*Work instruction:* Both the line below containing "pub fn is_zero(&self) -> bool" and the line containing "pub struct Delta<T, U>(T, core::marker::PhantomData<U>);", along with every line between them, should be repeated exactly; no other line belongs in the answer.

Start of Block

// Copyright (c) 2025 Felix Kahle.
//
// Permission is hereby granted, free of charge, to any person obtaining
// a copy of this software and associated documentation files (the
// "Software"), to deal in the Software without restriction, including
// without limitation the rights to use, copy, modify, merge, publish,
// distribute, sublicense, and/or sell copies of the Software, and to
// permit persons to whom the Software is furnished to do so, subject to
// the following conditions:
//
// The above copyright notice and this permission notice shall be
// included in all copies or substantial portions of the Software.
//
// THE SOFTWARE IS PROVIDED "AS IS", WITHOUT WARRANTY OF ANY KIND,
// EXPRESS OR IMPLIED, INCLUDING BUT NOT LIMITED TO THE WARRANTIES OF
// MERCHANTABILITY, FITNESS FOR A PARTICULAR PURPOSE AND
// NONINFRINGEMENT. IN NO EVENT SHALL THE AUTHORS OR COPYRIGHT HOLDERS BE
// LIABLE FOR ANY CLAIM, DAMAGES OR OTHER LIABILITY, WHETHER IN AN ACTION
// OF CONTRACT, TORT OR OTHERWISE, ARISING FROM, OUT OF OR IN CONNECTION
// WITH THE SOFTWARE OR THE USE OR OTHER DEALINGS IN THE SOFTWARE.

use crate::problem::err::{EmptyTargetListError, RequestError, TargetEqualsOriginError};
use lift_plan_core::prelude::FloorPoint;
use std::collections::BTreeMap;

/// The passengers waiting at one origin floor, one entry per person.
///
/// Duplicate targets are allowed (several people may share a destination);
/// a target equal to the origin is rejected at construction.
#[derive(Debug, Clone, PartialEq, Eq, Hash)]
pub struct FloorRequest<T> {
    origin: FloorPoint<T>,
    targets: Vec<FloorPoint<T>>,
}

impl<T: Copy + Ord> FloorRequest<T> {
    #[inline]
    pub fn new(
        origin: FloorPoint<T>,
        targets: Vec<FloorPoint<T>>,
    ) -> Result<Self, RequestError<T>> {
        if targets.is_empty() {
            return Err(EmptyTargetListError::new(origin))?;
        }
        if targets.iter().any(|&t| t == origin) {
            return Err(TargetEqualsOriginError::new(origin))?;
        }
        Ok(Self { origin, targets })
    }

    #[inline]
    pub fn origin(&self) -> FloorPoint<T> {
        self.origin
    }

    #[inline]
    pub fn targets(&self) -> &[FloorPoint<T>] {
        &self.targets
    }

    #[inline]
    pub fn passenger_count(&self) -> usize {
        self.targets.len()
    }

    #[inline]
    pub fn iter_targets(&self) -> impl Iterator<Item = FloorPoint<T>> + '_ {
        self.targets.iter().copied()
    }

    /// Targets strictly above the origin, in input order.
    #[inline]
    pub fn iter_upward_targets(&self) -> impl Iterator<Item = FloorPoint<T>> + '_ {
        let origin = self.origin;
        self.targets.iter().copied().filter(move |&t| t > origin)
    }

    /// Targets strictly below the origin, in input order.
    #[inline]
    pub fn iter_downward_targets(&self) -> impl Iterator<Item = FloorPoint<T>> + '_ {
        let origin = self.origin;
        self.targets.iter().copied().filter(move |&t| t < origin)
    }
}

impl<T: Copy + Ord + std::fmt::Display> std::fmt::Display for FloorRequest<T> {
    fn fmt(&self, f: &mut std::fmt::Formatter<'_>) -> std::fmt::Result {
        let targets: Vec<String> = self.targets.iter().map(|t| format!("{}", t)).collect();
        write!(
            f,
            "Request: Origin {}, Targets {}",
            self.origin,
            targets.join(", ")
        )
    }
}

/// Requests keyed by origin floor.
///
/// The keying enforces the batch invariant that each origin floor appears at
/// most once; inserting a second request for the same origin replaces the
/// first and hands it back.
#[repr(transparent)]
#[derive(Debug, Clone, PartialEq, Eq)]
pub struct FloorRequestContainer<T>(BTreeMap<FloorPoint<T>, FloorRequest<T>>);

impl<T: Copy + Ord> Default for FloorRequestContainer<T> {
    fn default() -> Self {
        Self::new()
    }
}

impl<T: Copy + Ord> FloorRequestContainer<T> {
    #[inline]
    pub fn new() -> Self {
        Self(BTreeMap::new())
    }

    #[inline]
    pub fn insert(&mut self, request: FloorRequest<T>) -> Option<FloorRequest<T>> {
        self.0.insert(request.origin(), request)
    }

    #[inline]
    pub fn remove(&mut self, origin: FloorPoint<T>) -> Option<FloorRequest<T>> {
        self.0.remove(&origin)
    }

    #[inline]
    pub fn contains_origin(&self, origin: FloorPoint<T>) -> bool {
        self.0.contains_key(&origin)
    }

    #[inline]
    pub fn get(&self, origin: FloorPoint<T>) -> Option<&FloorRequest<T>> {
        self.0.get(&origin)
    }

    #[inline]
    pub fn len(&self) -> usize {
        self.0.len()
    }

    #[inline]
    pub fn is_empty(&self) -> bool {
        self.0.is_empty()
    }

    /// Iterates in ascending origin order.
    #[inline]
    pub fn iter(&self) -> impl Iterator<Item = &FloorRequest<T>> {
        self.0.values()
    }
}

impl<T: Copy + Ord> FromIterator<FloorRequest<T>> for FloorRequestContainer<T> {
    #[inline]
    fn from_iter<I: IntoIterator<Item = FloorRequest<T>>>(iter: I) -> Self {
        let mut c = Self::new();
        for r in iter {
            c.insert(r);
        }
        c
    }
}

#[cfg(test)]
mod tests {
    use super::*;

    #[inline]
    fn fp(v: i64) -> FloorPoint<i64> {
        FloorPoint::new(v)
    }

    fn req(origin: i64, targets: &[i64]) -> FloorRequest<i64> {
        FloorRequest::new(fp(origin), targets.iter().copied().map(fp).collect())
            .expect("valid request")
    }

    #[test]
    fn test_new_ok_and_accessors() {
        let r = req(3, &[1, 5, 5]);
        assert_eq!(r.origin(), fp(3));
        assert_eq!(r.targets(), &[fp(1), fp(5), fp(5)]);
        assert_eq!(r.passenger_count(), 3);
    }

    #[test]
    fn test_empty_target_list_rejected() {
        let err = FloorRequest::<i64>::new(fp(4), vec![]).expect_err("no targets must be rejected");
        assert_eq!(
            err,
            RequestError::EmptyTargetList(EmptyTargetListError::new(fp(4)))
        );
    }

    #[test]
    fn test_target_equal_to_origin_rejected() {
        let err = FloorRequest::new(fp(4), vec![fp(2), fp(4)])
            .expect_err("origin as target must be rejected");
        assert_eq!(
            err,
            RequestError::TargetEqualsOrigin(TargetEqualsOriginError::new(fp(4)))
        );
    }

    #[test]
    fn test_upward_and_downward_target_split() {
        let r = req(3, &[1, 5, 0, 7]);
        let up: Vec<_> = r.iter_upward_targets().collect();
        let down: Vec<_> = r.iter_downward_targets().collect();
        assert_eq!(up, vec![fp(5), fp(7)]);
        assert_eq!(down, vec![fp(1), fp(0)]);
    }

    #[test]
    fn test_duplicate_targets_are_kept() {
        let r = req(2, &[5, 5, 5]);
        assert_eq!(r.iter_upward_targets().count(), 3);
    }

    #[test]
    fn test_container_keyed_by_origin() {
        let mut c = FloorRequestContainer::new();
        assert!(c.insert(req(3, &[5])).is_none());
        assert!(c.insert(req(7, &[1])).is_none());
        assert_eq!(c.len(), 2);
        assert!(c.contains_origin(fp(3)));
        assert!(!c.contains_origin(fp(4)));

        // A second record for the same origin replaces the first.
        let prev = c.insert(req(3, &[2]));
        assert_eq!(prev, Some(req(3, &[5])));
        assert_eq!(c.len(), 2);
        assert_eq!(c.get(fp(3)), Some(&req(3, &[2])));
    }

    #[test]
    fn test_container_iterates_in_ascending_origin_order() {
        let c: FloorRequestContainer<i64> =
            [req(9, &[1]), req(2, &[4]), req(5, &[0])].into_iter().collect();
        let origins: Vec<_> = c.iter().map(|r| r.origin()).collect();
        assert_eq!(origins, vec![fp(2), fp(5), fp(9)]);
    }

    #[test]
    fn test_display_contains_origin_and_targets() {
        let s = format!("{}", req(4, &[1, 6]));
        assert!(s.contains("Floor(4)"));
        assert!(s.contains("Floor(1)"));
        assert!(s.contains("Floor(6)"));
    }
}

End of Block
Start of Block

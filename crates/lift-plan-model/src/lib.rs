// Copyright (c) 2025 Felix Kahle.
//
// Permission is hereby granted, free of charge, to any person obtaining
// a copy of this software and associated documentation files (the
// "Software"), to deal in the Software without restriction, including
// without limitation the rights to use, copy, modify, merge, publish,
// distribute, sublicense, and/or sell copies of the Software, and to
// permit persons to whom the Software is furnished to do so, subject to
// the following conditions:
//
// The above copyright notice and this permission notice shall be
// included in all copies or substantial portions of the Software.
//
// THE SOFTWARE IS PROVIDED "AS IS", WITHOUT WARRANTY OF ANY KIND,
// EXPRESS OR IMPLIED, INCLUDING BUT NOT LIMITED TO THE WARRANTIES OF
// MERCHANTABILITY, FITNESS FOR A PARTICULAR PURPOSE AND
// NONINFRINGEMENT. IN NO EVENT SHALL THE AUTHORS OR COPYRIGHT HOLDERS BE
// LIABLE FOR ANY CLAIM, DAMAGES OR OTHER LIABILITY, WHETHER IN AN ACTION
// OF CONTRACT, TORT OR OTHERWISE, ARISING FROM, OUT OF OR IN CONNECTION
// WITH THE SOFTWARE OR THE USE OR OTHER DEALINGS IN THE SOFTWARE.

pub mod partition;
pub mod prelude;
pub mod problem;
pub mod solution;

End of Block
Start of Block

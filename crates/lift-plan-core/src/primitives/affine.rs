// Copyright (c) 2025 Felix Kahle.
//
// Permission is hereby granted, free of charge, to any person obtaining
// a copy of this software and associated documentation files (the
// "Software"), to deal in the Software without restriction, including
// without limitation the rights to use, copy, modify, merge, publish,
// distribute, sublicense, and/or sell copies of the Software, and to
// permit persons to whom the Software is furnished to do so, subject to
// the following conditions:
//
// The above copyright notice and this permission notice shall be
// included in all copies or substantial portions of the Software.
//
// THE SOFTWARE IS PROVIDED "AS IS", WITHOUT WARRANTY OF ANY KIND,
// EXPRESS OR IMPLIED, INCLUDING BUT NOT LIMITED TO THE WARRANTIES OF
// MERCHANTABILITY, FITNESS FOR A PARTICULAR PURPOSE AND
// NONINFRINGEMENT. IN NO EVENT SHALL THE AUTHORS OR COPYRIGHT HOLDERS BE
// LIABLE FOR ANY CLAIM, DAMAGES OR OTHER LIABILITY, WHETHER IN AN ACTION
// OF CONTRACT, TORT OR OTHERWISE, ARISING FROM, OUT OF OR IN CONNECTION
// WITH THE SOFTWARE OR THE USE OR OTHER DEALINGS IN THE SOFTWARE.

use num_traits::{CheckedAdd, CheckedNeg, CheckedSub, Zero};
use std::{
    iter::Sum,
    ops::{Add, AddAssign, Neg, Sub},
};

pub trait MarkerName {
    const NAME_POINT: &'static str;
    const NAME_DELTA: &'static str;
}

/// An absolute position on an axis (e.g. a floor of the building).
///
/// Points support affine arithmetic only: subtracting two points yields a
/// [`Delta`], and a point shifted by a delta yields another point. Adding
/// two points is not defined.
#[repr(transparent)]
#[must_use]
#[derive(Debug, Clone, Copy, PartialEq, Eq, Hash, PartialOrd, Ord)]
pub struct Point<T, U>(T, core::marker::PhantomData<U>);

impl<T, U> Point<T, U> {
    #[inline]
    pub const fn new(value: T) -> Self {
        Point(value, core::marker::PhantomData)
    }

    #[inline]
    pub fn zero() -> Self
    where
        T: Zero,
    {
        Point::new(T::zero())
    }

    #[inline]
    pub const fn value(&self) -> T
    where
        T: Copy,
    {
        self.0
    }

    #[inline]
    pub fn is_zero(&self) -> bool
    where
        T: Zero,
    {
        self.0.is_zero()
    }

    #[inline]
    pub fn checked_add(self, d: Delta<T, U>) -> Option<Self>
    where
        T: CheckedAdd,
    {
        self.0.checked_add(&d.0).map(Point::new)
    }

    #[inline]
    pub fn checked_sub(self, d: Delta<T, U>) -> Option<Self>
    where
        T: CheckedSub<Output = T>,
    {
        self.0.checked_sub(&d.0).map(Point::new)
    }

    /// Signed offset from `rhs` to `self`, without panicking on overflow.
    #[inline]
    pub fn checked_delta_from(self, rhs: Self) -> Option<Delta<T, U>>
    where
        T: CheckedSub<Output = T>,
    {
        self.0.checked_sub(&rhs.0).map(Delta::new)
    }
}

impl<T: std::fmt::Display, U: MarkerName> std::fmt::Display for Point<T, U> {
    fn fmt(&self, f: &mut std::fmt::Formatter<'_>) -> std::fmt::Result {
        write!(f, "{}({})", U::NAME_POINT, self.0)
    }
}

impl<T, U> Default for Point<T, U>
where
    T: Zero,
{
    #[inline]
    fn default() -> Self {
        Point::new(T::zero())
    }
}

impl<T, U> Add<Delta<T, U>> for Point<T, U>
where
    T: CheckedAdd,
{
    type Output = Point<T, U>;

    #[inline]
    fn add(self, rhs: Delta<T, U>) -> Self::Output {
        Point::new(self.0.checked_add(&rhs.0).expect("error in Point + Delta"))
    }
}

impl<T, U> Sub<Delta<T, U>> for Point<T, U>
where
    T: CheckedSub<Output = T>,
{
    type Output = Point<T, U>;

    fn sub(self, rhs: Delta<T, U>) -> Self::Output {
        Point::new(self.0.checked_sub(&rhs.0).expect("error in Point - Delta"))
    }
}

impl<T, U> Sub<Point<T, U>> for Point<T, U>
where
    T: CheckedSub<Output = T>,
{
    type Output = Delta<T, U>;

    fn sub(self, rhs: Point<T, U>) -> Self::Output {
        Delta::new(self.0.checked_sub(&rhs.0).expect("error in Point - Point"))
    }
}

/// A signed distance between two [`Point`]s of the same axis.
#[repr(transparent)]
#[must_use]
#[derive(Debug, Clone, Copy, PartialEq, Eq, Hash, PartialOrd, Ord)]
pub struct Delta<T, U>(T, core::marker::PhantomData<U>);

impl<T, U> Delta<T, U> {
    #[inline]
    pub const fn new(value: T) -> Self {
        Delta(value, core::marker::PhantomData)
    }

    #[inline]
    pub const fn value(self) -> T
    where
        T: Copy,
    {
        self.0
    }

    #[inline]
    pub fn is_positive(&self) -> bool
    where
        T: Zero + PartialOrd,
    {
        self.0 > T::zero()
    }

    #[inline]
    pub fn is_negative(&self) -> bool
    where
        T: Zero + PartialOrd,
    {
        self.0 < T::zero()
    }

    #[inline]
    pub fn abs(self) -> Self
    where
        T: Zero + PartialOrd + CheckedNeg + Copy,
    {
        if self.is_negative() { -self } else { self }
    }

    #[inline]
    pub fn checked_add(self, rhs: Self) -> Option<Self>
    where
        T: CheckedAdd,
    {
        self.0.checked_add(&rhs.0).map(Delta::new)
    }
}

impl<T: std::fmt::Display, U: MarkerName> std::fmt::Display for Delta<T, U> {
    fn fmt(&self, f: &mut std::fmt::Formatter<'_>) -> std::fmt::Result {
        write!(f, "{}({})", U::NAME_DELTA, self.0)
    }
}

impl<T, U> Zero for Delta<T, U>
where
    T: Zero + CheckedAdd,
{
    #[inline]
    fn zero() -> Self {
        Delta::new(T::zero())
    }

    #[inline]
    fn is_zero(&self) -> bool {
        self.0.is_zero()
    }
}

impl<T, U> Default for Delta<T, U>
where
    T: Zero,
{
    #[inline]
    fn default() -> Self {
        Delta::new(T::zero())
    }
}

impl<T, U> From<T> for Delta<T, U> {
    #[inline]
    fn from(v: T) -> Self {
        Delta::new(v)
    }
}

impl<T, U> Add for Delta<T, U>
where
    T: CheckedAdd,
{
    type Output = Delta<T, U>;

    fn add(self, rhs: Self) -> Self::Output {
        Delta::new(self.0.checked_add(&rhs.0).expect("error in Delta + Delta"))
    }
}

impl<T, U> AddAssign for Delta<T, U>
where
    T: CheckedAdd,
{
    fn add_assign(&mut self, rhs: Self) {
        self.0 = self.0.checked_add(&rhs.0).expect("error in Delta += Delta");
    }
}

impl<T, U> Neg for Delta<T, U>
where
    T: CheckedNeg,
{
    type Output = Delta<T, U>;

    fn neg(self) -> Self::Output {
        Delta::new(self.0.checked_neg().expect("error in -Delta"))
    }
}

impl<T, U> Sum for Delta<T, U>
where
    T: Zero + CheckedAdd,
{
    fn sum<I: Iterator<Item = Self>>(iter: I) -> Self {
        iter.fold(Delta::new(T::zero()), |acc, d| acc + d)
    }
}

End of Block

*The completed task:*
    pub fn is_zero(&self) -> bool
    where
        T: Zero,
    {
        self.0.is_zero()
    }

    #[inline]
    pub fn checked_add(self, d: Delta<T, U>) -> Option<Self>
    where
        T: CheckedAdd,
    {
        self.0.checked_add(&d.0).map(Point::new)
    }

    #[inline]
    pub fn checked_sub(self, d: Delta<T, U>) -> Option<Self>
    where
        T: CheckedSub<Output = T>,
    {
        self.0.checked_sub(&d.0).map(Point::new)
    }

    /// Signed offset from `rhs` to `self`, without panicking on overflow.
    #[inline]
    pub fn checked_delta_from(self, rhs: Self) -> Option<Delta<T, U>>
    where
        T: CheckedSub<Output = T>,
    {
        self.0.checked_sub(&rhs.0).map(Delta::new)
    }
}

impl<T: std::fmt::Display, U: MarkerName> std::fmt::Display for Point<T, U> {
    fn fmt(&self, f: &mut std::fmt::Formatter<'_>) -> std::fmt::Result {
        write!(f, "{}({})", U::NAME_POINT, self.0)
    }
}

impl<T, U> Default for Point<T, U>
where
    T: Zero,
{
    #[inline]
    fn default() -> Self {
        Point::new(T::zero())
    }
}

impl<T, U> Add<Delta<T, U>> for Point<T, U>
where
    T: CheckedAdd,
{
    type Output = Point<T, U>;

    #[inline]
    fn add(self, rhs: Delta<T, U>) -> Self::Output {
        Point::new(self.0.checked_add(&rhs.0).expect("error in Point + Delta"))
    }
}

impl<T, U> Sub<Delta<T, U>> for Point<T, U>
where
    T: CheckedSub<Output = T>,
{
    type Output = Point<T, U>;

    fn sub(self, rhs: Delta<T, U>) -> Self::Output {
        Point::new(self.0.checked_sub(&rhs.0).expect("error in Point - Delta"))
    }
}

impl<T, U> Sub<Point<T, U>> for Point<T, U>
where
    T: CheckedSub<Output = T>,
{
    type Output = Delta<T, U>;

    fn sub(self, rhs: Point<T, U>) -> Self::Output {
        Delta::new(self.0.checked_sub(&rhs.0).expect("error in Point - Point"))
    }
}

/// A signed distance between two [`Point`]s of the same axis.
#[repr(transparent)]
#[must_use]
#[derive(Debug, Clone, Copy, PartialEq, Eq, Hash, PartialOrd, Ord)]
pub struct Delta<T, U>(T, core::marker::PhantomData<U>);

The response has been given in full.